Pull each line containing "struct" from the data.
START SUPPLIED RECORDS
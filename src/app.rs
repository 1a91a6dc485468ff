//! Kanban Board App
//!
//! Opens the saved board and lays out toolbar, composer and tickets.

use leptos::prelude::*;

use crate::board::Board;
use crate::components::{ComposerModal, TicketBoard, Toolbar};
use crate::config::BoardConfig;
use crate::context::BoardContext;
use crate::id_gen::ShortIdGenerator;
use crate::storage::{BrowserStorage, MemoryStorage, SnapshotStorage};
use crate::ticket_store::TicketStore;

/// Load the board from localStorage.
///
/// Falls back to an in-memory board when localStorage is unavailable or the
/// saved snapshot cannot be read; a bad snapshot is left untouched.
fn open_board(config: &BoardConfig) -> Board {
    let storage: Box<dyn SnapshotStorage> = match BrowserStorage::open() {
        Ok(storage) => Box::new(storage),
        Err(e) => {
            log::warn!("[APP] {}; tickets will not survive a reload", e);
            Box::new(MemoryStorage::new())
        }
    };

    let ids = || Box::new(ShortIdGenerator::new(config.id_length));
    let store = match TicketStore::load(storage, ids(), config.storage_key) {
        Ok(store) => store,
        Err(e) => {
            log::error!("[APP] Failed to load saved tickets: {}", e);
            TicketStore::empty(Box::new(MemoryStorage::new()), ids(), config.storage_key)
        }
    };
    Board::new(store)
}

#[component]
pub fn App() -> impl IntoView {
    let config = BoardConfig::default();
    let ctx = BoardContext::new(open_board(&config), config);

    // Provide context to all children
    provide_context(ctx);

    view! {
        <div class="board-layout">
            <Toolbar />
            <ComposerModal />
            <TicketBoard />
        </div>
    }
}
//! Board Errors

use thiserror::Error;

#[derive(Error, Debug)]
pub enum BoardError {
    #[error("Please enter a task before creating a ticket.")]
    EmptyTask,

    #[error("storage error: {0}")]
    Storage(String),

    #[error("snapshot error: {0}")]
    Snapshot(#[from] serde_json::Error),
}

pub type Result<T> = std::result::Result<T, BoardError>;
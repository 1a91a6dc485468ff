//! Ticket Board Component
//!
//! Renders every ticket in creation order.

use leptos::prelude::*;

use crate::components::TicketCard;
use crate::context::BoardContext;
use crate::store::BoardViewStoreFields;

#[component]
pub fn TicketBoard() -> impl IntoView {
    let ctx = use_context::<BoardContext>().expect("BoardContext should be provided");
    let store = ctx.store;

    let count_label = move || {
        let tickets = store.tickets().read();
        let hidden = store.hidden().read();
        let visible = tickets.iter().filter(|t| !hidden.contains(&t.id)).count();
        format!("{} of {} tickets shown", visible, tickets.len())
    };

    view! {
        <div class="main-cont">
            <For
                each=move || store.tickets().get()
                key=|ticket| ticket.id.clone()
                children=move |ticket| view! { <TicketCard ticket=ticket /> }
            />
        </div>
        <p class="ticket-count">{count_label}</p>
    }
}
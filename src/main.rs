//! Kanban Board Frontend Entry Point

mod models;
mod error;
mod config;
mod logging;
mod storage;
mod id_gen;
mod ticket_store;
mod board;
mod store;
mod context;
mod components;
mod app;

use app::App;
use config::BoardConfig;
use leptos::prelude::*;

fn main() {
    console_error_panic_hook::set_once();
    logging::init(BoardConfig::default().log_level);
    mount_to_body(App);
}
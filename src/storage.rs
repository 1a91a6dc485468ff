//! Snapshot Storage
//!
//! Durable key-value backends for the ticket snapshot.
//! `BrowserStorage` wraps `window.localStorage`; `MemoryStorage` keeps
//! values in-process (tests, or when localStorage is unavailable).

use std::collections::HashMap;

use crate::error::{BoardError, Result};

/// Key-value backend holding serialized snapshots
pub trait SnapshotStorage {
    /// Read the raw value stored under `key`
    fn read(&self, key: &str) -> Result<Option<String>>;

    /// Overwrite the value stored under `key`
    fn write(&mut self, key: &str, value: &str) -> Result<()>;
}

/// `window.localStorage`
pub struct BrowserStorage {
    inner: web_sys::Storage,
}

impl BrowserStorage {
    /// Open the page's local storage
    pub fn open() -> Result<Self> {
        let window = web_sys::window()
            .ok_or_else(|| BoardError::Storage("no window".to_string()))?;
        let inner = window
            .local_storage()
            .map_err(|e| BoardError::Storage(format!("{:?}", e)))?
            .ok_or_else(|| BoardError::Storage("localStorage unavailable".to_string()))?;
        Ok(Self { inner })
    }
}

impl SnapshotStorage for BrowserStorage {
    fn read(&self, key: &str) -> Result<Option<String>> {
        self.inner
            .get_item(key)
            .map_err(|e| BoardError::Storage(format!("{:?}", e)))
    }

    fn write(&mut self, key: &str, value: &str) -> Result<()> {
        self.inner
            .set_item(key, value)
            .map_err(|e| BoardError::Storage(format!("{:?}", e)))
    }
}

/// In-process storage
#[derive(Debug, Default, Clone)]
pub struct MemoryStorage {
    values: HashMap<String, String>,
}

impl MemoryStorage {
    pub fn new() -> Self {
        Self::default()
    }

    /// Storage pre-seeded with one value
    #[cfg(test)]
    pub fn with_value(key: &str, value: &str) -> Self {
        let mut values = HashMap::new();
        values.insert(key.to_string(), value.to_string());
        Self { values }
    }
}

impl SnapshotStorage for MemoryStorage {
    fn read(&self, key: &str) -> Result<Option<String>> {
        Ok(self.values.get(key).cloned())
    }

    fn write(&mut self, key: &str, value: &str) -> Result<()> {
        self.values.insert(key.to_string(), value.to_string());
        Ok(())
    }
}

/// Readable storage whose writes always fail, like a full localStorage
#[cfg(test)]
pub struct FailingStorage {
    inner: MemoryStorage,
}

#[cfg(test)]
impl FailingStorage {
    pub fn new() -> Self {
        Self { inner: MemoryStorage::new() }
    }

    pub fn with_value(key: &str, value: &str) -> Self {
        Self { inner: MemoryStorage::with_value(key, value) }
    }
}

#[cfg(test)]
impl SnapshotStorage for FailingStorage {
    fn read(&self, key: &str) -> Result<Option<String>> {
        self.inner.read(key)
    }

    fn write(&mut self, _key: &str, _value: &str) -> Result<()> {
        Err(BoardError::Storage("QuotaExceededError".to_string()))
    }
}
END SUPPLIED RECORDS
#### RESULT BELOW
pub struct BrowserStorage {
pub struct MemoryStorage {
pub struct FailingStorage {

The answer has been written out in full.